From owner-freebsd-scsi  Fri Jan 10 13:39:47 1997
Return-Path: <owner-freebsd-scsi>
Received: (from root@localhost)
          by freefall.freebsd.org (8.8.4/8.8.4) id NAA04979
          for freebsd-scsi-outgoing; Fri, 10 Jan 1997 13:39:47 -0800 (PST)
Received: from Sisyphos.MI.Uni-Koeln.DE (Sisyphos.MI.Uni-Koeln.DE [134.95.212.10])
          by freefall.freebsd.org (8.8.4/8.8.4) with SMTP id NAA04973;
          Fri, 10 Jan 1997 13:39:34 -0800 (PST)
Received: from x14.mi.uni-koeln.de (annexr2-43.slip.Uni-Koeln.DE) by Sisyphos.MI.Uni-Koeln.DE with SMTP id AA01723
  (5.67b/IDA-1.5); Fri, 10 Jan 1997 22:39:19 +0100
Received: (from se@localhost) by x14.mi.uni-koeln.de (8.8.4/8.6.9) id WAA06293; Fri, 10 Jan 1997 22:39:11 +0100 (CET)
Message-Id: <Mutt.19970110223911.se@x14.mi.uni-koeln.de>
Date: Fri, 10 Jan 1997 22:39:11 +0100
From: se@freebsd.org (Stefan Esser)
To: kelly@fsl.noaa.gov (Sean Kelly)
Cc: se@freebsd.org (Stefan Esser), scsi@freebsd.org
Subject: Re: Problem appears from  migration from bt0 to ncr0
References: <32D125EB.4E3F@fsl.noaa.gov> <Mutt.19970106205850.se@x14.mi.uni-koeln.de> <32D15EA6.47A0@fsl.noaa.gov> <Mutt.19970106212906.se@x14.mi.uni-koeln.de> <32D3C8B1.EDA@fsl.noaa.gov>
X-Mailer: Mutt 0.55-PL15
Mime-Version: 1.0
In-Reply-To: <32D3C8B1.EDA@fsl.noaa.gov>; from Sean Kelly on Jan 8, 1997 09:17:53 -0700
Sender: owner-freebsd-scsi@freebsd.org
X-Loop: FreeBSD.org
Precedence: bulk

On Jan 8, kelly@fsl.noaa.gov (Sean Kelly) wrote:
> Stefan:
> 
> Here're the results so far with the DFRS drive of doom.  
> 
> First, with the system running 2.1.5R, I modified /sys/scsi/sd.c and
> changed xs->timeout from 10000 to 80000.  Later that evening, the DFRS
> went to sleep but the same problem occurred as before.  Perhaps I
> should've used a higher value?  (And if what I changed wasn't correct,
> do let me know.)

Guess you were right. You can try with SCSI debug 
enabled, see /sys/scsi/scsi_debug.h ...
Then you'll know which command is aborted. But this
will significantly slow down your system. The "scsi"
command allows to set the debug level, if debug code
is compiled into the kernel. You'll need lots of disk 
space for the log messages, though (and you should
write them to some other drive ...)

Sorry, I can't spend much time on this problem,
I just don't HAVE that time :(

> Next, I upgraded to 2.2-BETA, and ran the system with an unmodified
> sd.c.  This time, the system locked up (!) when the DFRS went to sleep. 
> The console displayed:
> 
> ncr0: SCSI phase error fixup: CCB already dequeued (...)

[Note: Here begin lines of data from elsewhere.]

//! Error types for the tool catalogs.

use thiserror::Error;

/// Errors raised while building or querying tool catalogs.
#[derive(Error, Debug, Clone, PartialEq)]
pub enum ToolsError {
    /// A lookup by name or number found nothing.
    #[error("{kind} `{key}` not found")]
    NotFound {
        /// Catalog that was searched (`shape`, `bit`, `library`, ...).
        kind: &'static str,
        /// The requested name or number.
        key: String,
    },

    /// A record field does not satisfy its template.
    #[error("{context}: field `{field}` {message}")]
    SchemaViolation {
        /// The record being validated.
        context: String,
        /// The offending field.
        field: String,
        /// What was expected.
        message: String,
    },

    /// Two entries registered under the same name or number.
    #[error("duplicate {kind} `{key}`")]
    DuplicateKey {
        /// Catalog that rejected the entry.
        kind: &'static str,
        /// The repeated name or number.
        key: String,
    },
}

impl ToolsError {
    pub(crate) fn not_found(kind: &'static str, key: impl ToString) -> Self {
        Self::NotFound {
            kind,
            key: key.to_string(),
        }
    }

    pub(crate) fn duplicate(kind: &'static str, key: impl ToString) -> Self {
        Self::DuplicateKey {
            kind,
            key: key.to_string(),
        }
    }

    pub(crate) fn schema(context: &str, field: &str, message: impl Into<String>) -> Self {
        Self::SchemaViolation {
            context: context.to_string(),
            field: field.to_string(),
            message: message.into(),
        }
    }
}

/// Result type for tool catalog operations.
pub type Result<T> = std::result::Result<T, ToolsError>;
//! Data-driven run parameters.
//!
//! Every tunable the runner, ghost, spawner and feedback systems read lives in
//! the [`GameParams`] resource, grouped per concern. Parameters can be loaded
//! from JSON; missing fields keep their defaults.

use std::fmt;
use std::path::Path;

use bevy::prelude::*;
use serde::{Deserialize, Serialize};

use crate::config::{DEFAULT_TICK_SECONDS, SNAPSHOT_CAPACITY};

// ---------------------------------------------------------------------------
// Per-concern groups
// ---------------------------------------------------------------------------

/// Delayed replay settings.
#[derive(Debug, Clone, PartialEq, Serialize, Deserialize)]
#[serde(default)]
pub struct GhostParams {
    /// How far behind the runner the ghost plays back, in seconds.
    pub lag_seconds: f32,
    /// Maximum horizontal catch-up speed in units/second.
    pub smoothing_rate: f32,
    /// Upward impulse applied when a replayed jump comes due.
    pub jump_force: f32,
}

impl Default for GhostParams {
    fn default() -> Self {
        Self {
            lag_seconds: 0.2,
            smoothing_rate: 10.0,
            jump_force: 7.0,
        }
    }
}

/// Live runner control.
#[derive(Debug, Clone, PartialEq, Serialize, Deserialize)]
#[serde(default)]
pub struct RunnerParams {
    pub horizontal_speed: f32,
    pub jump_force: f32,
    /// The runner is kept within `-clamp_range..=clamp_range` on x.
    pub clamp_range: f32,
    /// Extra distance below the feet that still counts as standing.
    pub floor_detection: f32,
}

impl Default for RunnerParams {
    fn default() -> Self {
        Self {
            horizontal_speed: 5.0,
            jump_force: 7.0,
            clamp_range: 1.5,
            floor_detection: 0.1,
        }
    }
}

/// Obstacle/orb spawning.
#[derive(Debug, Clone, PartialEq, Serialize, Deserialize)]
#[serde(default)]
pub struct SpawnParams {
    /// When false no obstacles or orbs appear.
    pub enabled: bool,
    pub obstacle_interval: f32,
    pub orb_interval: f32,
    /// Objects spawn within `-range_x..=range_x`.
    pub range_x: f32,
    pub spawn_z: f32,
    /// Objects behind this z are returned to the pool.
    pub despawn_z: f32,
    pub start_speed: f32,
    /// Minimum x gap between an obstacle and the most recent orb (and vice versa).
    pub min_separation: f32,
    pub max_attempts: u32,
}

impl Default for SpawnParams {
    fn default() -> Self {
        Self {
            enabled: true,
            obstacle_interval: 1.2,
            orb_interval: 1.7,
            range_x: 1.5,
            spawn_z: 20.0,
            despawn_z: -5.0,
            start_speed: 1.0,
            min_separation: 0.5,
            max_attempts: 10,
        }
    }
}

/// Glow, hit effect and scoring.
#[derive(Debug, Clone, PartialEq, Serialize, Deserialize)]
#[serde(default)]
pub struct FeedbackParams {
    pub glow_seconds: f32,
    /// Delay between an obstacle hit and game over.
    pub hit_effect_seconds: f32,
    pub orb_points: u32,
    /// Passive score gained per second survived.
    pub score_rate: f32,
}

impl Default for FeedbackParams {
    fn default() -> Self {
        Self {
            glow_seconds: 0.15,
            hit_effect_seconds: 0.2,
            orb_points: 5,
            score_rate: 0.5,
        }
    }
}

// ---------------------------------------------------------------------------
// GameParams resource
// ---------------------------------------------------------------------------

#[derive(Resource, Debug, Clone, PartialEq, Serialize, Deserialize)]
#[serde(default)]
pub struct GameParams {
    /// Fixed simulation step in seconds.
    pub tick_seconds: f32,
    /// Vertical acceleration applied to both actors (negative = down).
    pub gravity: f32,
    /// Seed for spawn placement.
    pub seed: u64,
    pub ghost: GhostParams,
    pub runner: RunnerParams,
    pub spawn: SpawnParams,
    pub feedback: FeedbackParams,
}

impl Default for GameParams {
    fn default() -> Self {
        Self {
            tick_seconds: DEFAULT_TICK_SECONDS,
            gravity: -9.81,
            seed: 42,
            ghost: GhostParams::default(),
            runner: RunnerParams::default(),
            spawn: SpawnParams::default(),
            feedback: FeedbackParams::default(),
        }
    }
}

/// Problems found while loading or validating [`GameParams`].
#[derive(Debug)]
pub enum ParamsError {
    Io(std::io::Error),
    Parse(serde_json::Error),
    NonPositiveTick(f32),
    NegativeLag(f32),
    /// The pose ring forgets samples before the ghost gets to them.
    HistoryTooShort {
        capacity: usize,
        covered_seconds: f32,
        lag_seconds: f32,
    },
}

impl fmt::Display for ParamsError {
    fn fmt(&self, f: &mut fmt::Formatter<'_>) -> fmt::Result {
        match self {
            ParamsError::Io(e) => write!(f, "failed to read params: {e}"),
            ParamsError::Parse(e) => write!(f, "failed to parse params: {e}"),
            ParamsError::NonPositiveTick(t) => {
                write!(f, "tick_seconds must be positive, got {t}")
            }
            ParamsError::NegativeLag(l) => write!(f, "ghost lag must not be negative, got {l}"),
            ParamsError::HistoryTooShort {
                capacity,
                covered_seconds,
                lag_seconds,
            } => write!(
                f,
                "{capacity} snapshots cover {covered_seconds:.3}s but the ghost lags {lag_seconds:.3}s; \
                 the ghost will run out of history"
            ),
        }
    }
}

impl std::error::Error for ParamsError {
    fn source(&self) -> Option<&(dyn std::error::Error + 'static)> {
        match self {
            ParamsError::Io(e) => Some(e),
            ParamsError::Parse(e) => Some(e),
            _ => None,
        }
    }
}

impl From<std::io::Error> for ParamsError {
    fn from(e: std::io::Error) -> Self {
        ParamsError::Io(e)
    }
}

impl From<serde_json::Error> for ParamsError {
    fn from(e: serde_json::Error) -> Self {
        ParamsError::Parse(e)
    }
}

impl GameParams {
    pub fn from_json_str(json: &str) -> Result<Self, ParamsError> {
        let params: GameParams = serde_json::from_str(json)?;
        params.validate()?;
        Ok(params)
    }

    pub fn from_json_file(path: &Path) -> Result<Self, ParamsError> {
        let json = std::fs::read_to_string(path)?;
        Self::from_json_str(&json)
    }

    /// Load from `path`, logging a warning and falling back to defaults on failure.
    pub fn load_or_default(path: &Path) -> Self {
        match Self::from_json_file(path) {
            Ok(params) => params,
            Err(e) => {
                warn!(
                    "GameParams: {} ({}), falling back to defaults",
                    e,
                    path.display()
                );
                Self::default()
            }
        }
    }

    /// Structural checks plus history coverage for the default ring size.
    pub fn validate(&self) -> Result<(), ParamsError> {
        if !(self.tick_seconds > 0.0) {
            return Err(ParamsError::NonPositiveTick(self.tick_seconds));
        }
        if self.ghost.lag_seconds < 0.0 {
            return Err(ParamsError::NegativeLag(self.ghost.lag_seconds));
        }
        self.check_history_coverage(SNAPSHOT_CAPACITY)
    }

    /// A pose ring of `capacity` samples must span more than the ghost lag.
    pub fn check_history_coverage(&self, capacity: usize) -> Result<(), ParamsError> {
        let covered_seconds = capacity as f32 * self.tick_seconds;
        if covered_seconds > self.ghost.lag_seconds {
            Ok(())
        } else {
            Err(ParamsError::HistoryTooShort {
                capacity,
                covered_seconds,
                lag_seconds: self.ghost.lag_seconds,
            })
        }
    }
}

Yes, this is the result of the NCR being locked 
by the unresponsive drive for too long. I should
make the recovery more robust, but I do not have
a drive that exhibits such a problem, and it is
not so easy to reproduce and test, on my system.
(I do not want to loose any of my work because of
such a test, and do not want to buy a DFRS just 
to have a drive to play with ...)

> and the scrollback buffer worked, and I could enter my account name at
> the login prompt.  But nothing else; as if any activity requiring the
> disk just hung.  I hit the reset switch.

This is not an acceptable outcome. But I can't do
much about it, currently. Sorry ...

> I still need to try changing the xs->timeout in the 2.2-BETA kernel and
> forcing the tape drives to be async in /etc/rc.local.

You may try with all devices async, since one of 
the inconsistencies that might have been caused
by the controller reset are in the transfer rates
assumed by both sides.

Regards, STefan